Антокольский не дотянул трех месяцев до возраста Якова Семеновича[117]
. Вот что значат злоупотребления: табак, водка, бабы, суета. Работа тоже укорачивает век, когда она взахлеб. А Павел Григорьевич все делал на пределе. А если серьезно: он ирожил на редкость счастливую жизнь: без тюрьмы, без сумы, в известности, пришедшей рано, в единодушном признании (с одной маленькой осечкой в период «космополитизма»), во всеобщей любви; из двух несчастий, выпавших ему на долю: гибель сына и смерть Зои — он извлек свои лучшие стихи, позволившие ему быстро успокоиться. Поверхностный, талантливый, ничем всерьез неомраченный, послушный властям без малейшего насилия над своей сутью, с жадным вкусом к жизни, людям, книгам, неразборчивый и отходчивый, он являл собой в наше мрачное и тягостное время некое праздничное чудо. К его детской постельке явились все феи — в полном составе.Оказывается, за это время как‑то незаметно умер бывший теннисист и многолетний узник Правдин, побив рекорды долголетия. Люди, проведшие много лет в узилище, как правило долго живут. Выключенность из житейской нервотрепки укрепляет организм и делает его маловосприимчивым к мышьей суете жизни, что возращается вместе со свободой. Уходят последние красивые люди, остается та нежить, что искушала св. Антония на знаменитом полотне Босха.

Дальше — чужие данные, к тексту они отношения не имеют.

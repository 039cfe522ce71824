//! Runtime element-type dispatch over [`DynTensor`]
//!
//! The element type is resolved once, here, by a single `match` over the
//! closed registry; everything below runs monomorphized.

use tessel_core::DynTensor;

use crate::config::RearrangeConfig;
use crate::descriptor::BlockDescriptor;
use crate::error::{KernelError, KernelResult};
use crate::shape::{BATCH_TO_SPACE, SPACE_TO_BATCH};
use crate::space_batch::{
    batch_to_space_dense, batch_to_space_with_config, space_to_batch_dense,
    space_to_batch_with_config,
};

macro_rules! dispatch_one {
    ($input:expr, |$t:ident| $body:expr) => {
        match $input {
            DynTensor::F32($t) => $body.map(DynTensor::from),
            DynTensor::F64($t) => $body.map(DynTensor::from),
            DynTensor::I8($t) => $body.map(DynTensor::from),
            DynTensor::I16($t) => $body.map(DynTensor::from),
            DynTensor::I32($t) => $body.map(DynTensor::from),
            DynTensor::I64($t) => $body.map(DynTensor::from),
            DynTensor::U8($t) => $body.map(DynTensor::from),
            DynTensor::U16($t) => $body.map(DynTensor::from),
            DynTensor::U32($t) => $body.map(DynTensor::from),
            DynTensor::U64($t) => $body.map(DynTensor::from),
        }
    };
}

macro_rules! dispatch_pair {
    ($op:expr, $input:expr, $output:expr, |$i:ident, $o:ident| $body:expr) => {
        match ($input, $output) {
            (DynTensor::F32($i), DynTensor::F32($o)) => $body,
            (DynTensor::F64($i), DynTensor::F64($o)) => $body,
            (DynTensor::I8($i), DynTensor::I8($o)) => $body,
            (DynTensor::I16($i), DynTensor::I16($o)) => $body,
            (DynTensor::I32($i), DynTensor::I32($o)) => $body,
            (DynTensor::I64($i), DynTensor::I64($o)) => $body,
            (DynTensor::U8($i), DynTensor::U8($o)) => $body,
            (DynTensor::U16($i), DynTensor::U16($o)) => $body,
            (DynTensor::U32($i), DynTensor::U32($o)) => $body,
            (DynTensor::U64($i), DynTensor::U64($o)) => $body,
            (i, o) => Err(KernelError::dtype_mismatch($op, i.dtype(), o.dtype())),
        }
    };
}

/// Batch-to-space on a tensor whose element type is known only at runtime.
///
/// # Examples
///
/// ```
/// use tessel_core::{DType, DenseND, DynTensor};
/// use tessel_kernels::{batch_to_space_dyn, BlockDescriptor};
///
/// let input: DynTensor = DenseND::<u16>::zeros(&[8, 1, 1, 3]).into();
/// let output = batch_to_space_dyn(&input, &BlockDescriptor::new(2)).unwrap();
/// assert_eq!(output.dtype(), DType::U16);
/// assert_eq!(output.shape(), &[2, 2, 2, 3]);
/// ```
pub fn batch_to_space_dyn(input: &DynTensor, desc: &BlockDescriptor) -> KernelResult<DynTensor> {
    dispatch_one!(input, |t| batch_to_space_dense(t, desc))
}

/// Space-to-batch on a tensor whose element type is known only at runtime.
pub fn space_to_batch_dyn(input: &DynTensor, desc: &BlockDescriptor) -> KernelResult<DynTensor> {
    dispatch_one!(input, |t| space_to_batch_dense(t, desc))
}

/// Batch-to-space into a caller-allocated tensor.
///
/// # Errors
///
/// [`KernelError::DTypeMismatch`] if `input` and `output` hold different
/// element types, plus everything [`batch_to_space`](crate::batch_to_space)
/// reports.
pub fn batch_to_space_dyn_into(
    input: &DynTensor,
    output: &mut DynTensor,
    desc: &BlockDescriptor,
    config: &RearrangeConfig,
) -> KernelResult<()> {
    dispatch_pair!(BATCH_TO_SPACE, input, output, |i, o| {
        batch_to_space_with_config(&i.strided_view()?, &mut o.strided_view_mut()?, desc, config)
    })
}

/// Space-to-batch into a caller-allocated tensor.
///
/// # Errors
///
/// [`KernelError::DTypeMismatch`] if `input` and `output` hold different
/// element types, plus everything [`space_to_batch`](crate::space_to_batch)
/// reports.
pub fn space_to_batch_dyn_into(
    input: &DynTensor,
    output: &mut DynTensor,
    desc: &BlockDescriptor,
    config: &RearrangeConfig,
) -> KernelResult<()> {
    dispatch_pair!(SPACE_TO_BATCH, input, output, |i, o| {
        space_to_batch_with_config(&i.strided_view()?, &mut o.strided_view_mut()?, desc, config)
    })
}

#[cfg(test)]
mod tests {
    use super::*;
    use tessel_core::{DType, DenseND};

    #[test]
    fn test_dyn_preserves_dtype() {
        for dtype in DType::ALL {
            let input = DynTensor::zeros(dtype, &[1, 4, 4, 2]);
            let batch = space_to_batch_dyn(&input, &BlockDescriptor::new(2)).unwrap();
            assert_eq!(batch.dtype(), dtype);
            assert_eq!(batch.shape(), &[4, 2, 2, 2]);

            let back = batch_to_space_dyn(&batch, &BlockDescriptor::new(2)).unwrap();
            assert_eq!(back, input);
        }
    }

    #[test]
    fn test_dyn_into_values() {
        let input: DynTensor =
            DenseND::from_vec((0..16).map(|x| x as f64).collect(), &[4, 2, 2, 1])
                .unwrap()
                .into();
        let mut output = DynTensor::zeros(DType::F64, &[1, 4, 4, 1]);
        batch_to_space_dyn_into(
            &input,
            &mut output,
            &BlockDescriptor::new(2),
            &RearrangeConfig::default(),
        )
        .unwrap();

        match output {
            DynTensor::F64(t) => assert_eq!(&t.to_vec()[..4], &[0.0, 4.0, 1.0, 5.0]),
            other => panic!("unexpected dtype {}", other.dtype()),
        }
    }

    #[test]
    fn test_dyn_into_dtype_mismatch() {
        let input = DynTensor::zeros(DType::I32, &[1, 2, 2, 1]);
        let mut output = DynTensor::zeros(DType::I64, &[4, 1, 1, 1]);
        let err = space_to_batch_dyn_into(
            &input,
            &mut output,
            &BlockDescriptor::new(2),
            &RearrangeConfig::default(),
        )
        .unwrap_err();
        assert_eq!(
            err,
            KernelError::dtype_mismatch(SPACE_TO_BATCH, DType::I32, DType::I64)
        );
    }
}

Вчера у меня в гостях был Мохаммед Маджуб, суданский поэт, некогда председатель суданского Союза писателей, что пригласил меня в 67–м году в Судан. С ним пришел и Абу-Баккар — египетский переводчик, женатый на русской. Баккар — мало интересен, он настолько, ассимилировался, что стал большим москвичем, нежели я. А вот старик Маджуб меня разволновал. Одиннадцать лет назад он приезжал ко мне вместе с Абдаласи, молодым, молчаливым прозаиком с раздвоенным на кончике розовым носом. Я был на пороге новой жизни: только что освободился от Геллы, сблизился и
расстался с Аллой, не ведая, что это моя судьба. Мне нужно было пройти через Любанчика и весь тусклый разгул, чтобы раз и навсегда соединиться с собой окончательным. И как всё изменилось за эти одиннадцать лет! Не стало мамы и Я. С., Антокольских и Правдивых, уехали Кауль[118] и Мурад с Шушей, исчезли из моей жизни Россельсы, Галя Нейгауз, Окуджава, Салтыков, Левитанский, почти исчезла Лена и многие, многие другие.